De igual forma, a definição proposta não condiciona a existência de um Welfare State a um determinado “tempo” ou conjuntura económica. Na realidade, os grandes avanços do Welfare State foram dados em condições particularmente adversas. Com efeito, em plena recessão económica mundial era aprovado nos EUA o Social Security Act (1935), enquanto em França os trabalhadores tiveram direito a férias pagas (1936). Com este pano de fundo, a atual crise não pode ser motivo para a inação, devendo, ao invés, ser entendida como uma oportunidade para: a) dar uma resposta aos novos riscos sociais; b) cobrir adequadamente os riscos sociais tradicionais; e c) garantir que essa proteção é assegurada num quadro de sustentabilidade intertemporal do sistema de segurança social.

Por fim, a definição proposta por Briggs não limita nem condiciona a natureza dos agentes financiadores ou produtores desse Welfare State. A este propósito, recorde-se que, de acordo com a Lei de Bases da Segurança Social (Lei n.º 4/2007, de 16 de janeiro), a prossecução dos objetivos da Segurança Social deve ser tarefa não apenas do Estado mas também, e preferencialmente, “das pessoas, famílias e de outras instituições não públicas” – princípio da subsidiariedade (art.º 11.º) –, respeitando, claro está, o princípio da complementaridade (art.º 15.º), ou seja, promovendo a “articulação das várias formas de proteção social públicas, sociais, cooperativas, mutualistas e privadas com o objetivo de melhorar a cobertura das situações abrangidas e promover a partilha das responsabilidades nos diferentes patamares da proteção social”, num quadro de “autonomia das instituições, tendo em vista uma maior aproximação às populações” – princípio da descentralização (art.º 17.º).

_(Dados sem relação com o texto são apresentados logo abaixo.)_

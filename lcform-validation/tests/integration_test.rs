//! Integration tests for lcform-validation

use lcform_validation::*;
use serde_json::json;
use std::sync::Arc;
use std::sync::atomic::{AtomicUsize, Ordering};
use std::time::Duration;

fn required(value: &FieldValue, _vm: &serde_json::Value) -> RuleResult {
    let informed = value.as_str().is_some_and(|s| !s.is_empty());
    let message = if informed { "" } else { "Mandatory field" };

    Ok(FieldValidationResult {
        key: None,
        kind: "REQUIRED".to_string(),
        succeeded: informed,
        error_message: message.to_string(),
    })
}

#[tokio::test]
async fn test_required_field_empty_value() {
    let mut engine = ValidationEngine::new();
    engine.add_field_validation("fullname", required, None);

    let vm = json!({"id": "1", "fullname": "john"});
    let result = engine
        .trigger_field_validation(vm, "fullname", json!(""), None)
        .await
        .unwrap();

    assert_eq!(result.key.as_deref(), Some("fullname"));
    assert_eq!(result.kind, "REQUIRED");
    assert!(!result.succeeded);
    assert_eq!(result.error_message, "Mandatory field");
}

#[tokio::test]
async fn test_required_field_informed_value() {
    let mut engine = ValidationEngine::new();
    engine.add_field_validation("fullname", required, None);

    let vm = json!({"id": "1", "fullname": "john"});
    let result = engine
        .trigger_field_validation(vm, "fullname", json!("john"), None)
        .await
        .unwrap();

    assert_eq!(result.key.as_deref(), Some("fullname"));
    assert!(result.succeeded);
    assert!(result.error_message.is_empty());
}

#[tokio::test]
async fn test_uncontrolled_rule_error_rejects() {
    let mut engine = ValidationEngine::<serde_json::Value>::new();
    engine.add_field_validation(
        "fullname",
        |_value, _vm| Err("Intentionally Uncontrolled test Exception".into()),
        None,
    );

    let result = engine
        .trigger_field_validation(json!({}), "fullname", json!(""), None)
        .await;

    assert!(result.is_err());
}

#[tokio::test]
async fn test_in_progress_with_timed_async_rule() {
    let mut engine = ValidationEngine::<serde_json::Value>::new();
    engine.add_field_validation_async(
        "email",
        |value: FieldValue, _vm| async move {
            tokio::time::sleep(Duration::from_millis(20)).await;
            Email::new().check(&value)
        },
        None,
    );

    let trigger = engine.trigger_field_validation(json!({}), "email", json!("nope"), None);
    assert!(engine.is_validation_in_progress());

    let result = trigger.await.unwrap();
    assert!(!result.succeeded);
    assert_eq!(result.kind, "EMAIL");
    assert!(!engine.is_validation_in_progress());
}

#[tokio::test]
async fn test_overlapping_timed_triggers() {
    let mut engine = ValidationEngine::<serde_json::Value>::new();
    for (key, delay) in [("fast", 10u64), ("slow", 60u64)] {
        engine.add_field_validation_async(
            key,
            move |_value, _vm| async move {
                tokio::time::sleep(Duration::from_millis(delay)).await;
                Required::new().check(&json!("x"))
            },
            None,
        );
    }

    let slow = engine.trigger_field_validation(json!({}), "slow", json!("x"), None);
    let fast = engine.trigger_field_validation(json!({}), "fast", json!("x"), None);

    let (slow, fast) = futures::join!(slow, async {
        let result = fast.await;
        // the slow trigger is still running
        assert!(engine.is_validation_in_progress());
        result
    });

    assert!(slow.is_ok() && fast.is_ok());
    assert!(!engine.is_validation_in_progress());
}

#[tokio::test]
async fn test_built_in_rules_in_full_form() {
    let mut engine = ValidationEngine::<serde_json::Value>::new();
    engine
        .add_field_rule("fullname", Required::new(), None)
        .add_field_rule("fullname", MaxLength::new(10), None)
        .add_field_rule("email", Required::new(), None)
        .add_field_rule("email", Email::new(), None)
        .add_field_rule(
            "zip",
            Pattern::new(r"^\d{5}$").unwrap().with_message("Invalid zip"),
            None,
        );

    let vm = json!({"fullname": "john", "email": "john@", "zip": "1234"});
    let result = engine.validate_full_form(vm).await;

    assert!(!result.succeeded);
    assert_eq!(result.field_errors.len(), 5);

    let failures: Vec<_> = result
        .failures()
        .map(|r| (r.key.as_deref().unwrap_or_default(), r.kind.as_str()))
        .collect();
    assert_eq!(failures, vec![("email", "EMAIL"), ("zip", "PATTERN")]);
}

#[tokio::test]
async fn test_full_form_is_resilient_per_rule() {
    let mut engine = ValidationEngine::<serde_json::Value>::new();
    engine
        .add_field_validation("a", |_value, _vm| Err(RuleError::failed("boom")), None)
        .add_field_rule("b", Required::new(), None)
        .add_form_validation_async(|_vm| async {
            Err::<FieldValidationResult, _>(RuleError::failed("global boom"))
        })
        .add_form_validation(|_vm| Ok(FieldValidationResult::ok("GLOBAL")));

    let result = engine.validate_full_form(json!({"a": "x", "b": "y"})).await;

    assert!(!result.succeeded);
    assert_eq!(result.field_errors.len(), 2);
    assert_eq!(result.field_errors[0].kind, "RULE_FAILURE");
    assert!(result.field_errors[1].succeeded);
    assert_eq!(result.form_global_errors.len(), 2);
    assert_eq!(result.form_global_errors[0].kind, "RULE_FAILURE");
    assert!(result.form_global_errors[1].succeeded);
}

#[tokio::test]
async fn test_filtered_rules_only_run_when_requested() {
    let blur_runs = Arc::new(AtomicUsize::new(0));
    let counter = blur_runs.clone();

    let mut engine = ValidationEngine::<serde_json::Value>::new();
    engine.add_field_validation(
        "email",
        move |value, _vm| {
            counter.fetch_add(1, Ordering::SeqCst);
            Email::new().check(value)
        },
        Some(json!("blur")),
    );

    engine
        .trigger_field_validation(json!({}), "email", json!("a@b.com"), Some(&json!("change")))
        .await
        .unwrap();
    assert_eq!(blur_runs.load(Ordering::SeqCst), 0);

    engine
        .trigger_field_validation(json!({}), "email", json!("a@b.com"), Some(&json!("blur")))
        .await
        .unwrap();
    assert_eq!(blur_runs.load(Ordering::SeqCst), 1);
}

#[tokio::test]
async fn test_engine_from_toml_config() {
    let config = EngineConfig::from_toml_str(
        r#"
        enable_logging = false
        rule_failure_type = "UNEXPECTED_ERROR"
        "#,
    )
    .unwrap();

    let mut engine = ValidationEngine::<serde_json::Value>::with_config(config);
    engine.add_field_validation("fullname", |_value, _vm| Err(RuleError::failed("x")), None);

    let result = engine.validate_full_form(json!({})).await;
    assert_eq!(result.field_errors[0].kind, "UNEXPECTED_ERROR");
}

#[tokio::test]
async fn test_result_json_shape() {
    let mut engine = ValidationEngine::new();
    engine.add_field_validation("fullname", required, None);

    let result = engine.validate_full_form(json!({"fullname": ""})).await;

    assert_eq!(
        result.to_json(),
        json!({
            "succeeded": false,
            "fieldErrors": [{
                "key": "fullname",
                "type": "REQUIRED",
                "succeeded": false,
                "errorMessage": "Mandatory field",
            }],
            "formGlobalErrors": [],
        })
    );
}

Neste contexto, saliente-se a necessária articulação no âmbito da proteção na velhice, conforme referido na Lei de Bases da Segurança Social (LBSS), entre o Sistema de Proteção Social de Cidadania, o Sistema Previdencial e o Sistema Complementar, ainda que, do ponto de vista prático, a importância deste último seja muito reduzida quando comparada com o que acontece em outros países europeus.

PÚBLICO -
Aumentar

Com efeito, se as despesas em Portugal com pensões no âmbito de sistemas privados representam cerca de 2% do total das pensões pagas, este valor deverá cair para cerca de 1,5% em 2060. Ao invés, em países como a Dinamarca ou Suécia estes valores subirão de, respetivamente, 30,8% e 21,7% para 44,7% e 34,2%.

É neste quadro evolutivo que as Instituições da Economia Social, no qual se inclui o Montepio Geral Associação Mutualista (que celebrou no dia 4 de outubro o 180.º aniversário), podem – e devem – assumir um papel relevante na construção de um Welfare State sustentável e eficiente, capaz de responder às efetivas necessidades de uma sociedade em mudança acelerada.

Contudo, e para que tal possa acontecer, é condição necessária que essas Instituições sejam governadas com Competência, Verdade e Transparência. Se tal não se verificar, não só o Welfare State fica mais fragilizado como também se tornará inevitável o declínio da Economia Social, em geral, e do Mutualismo, em particular.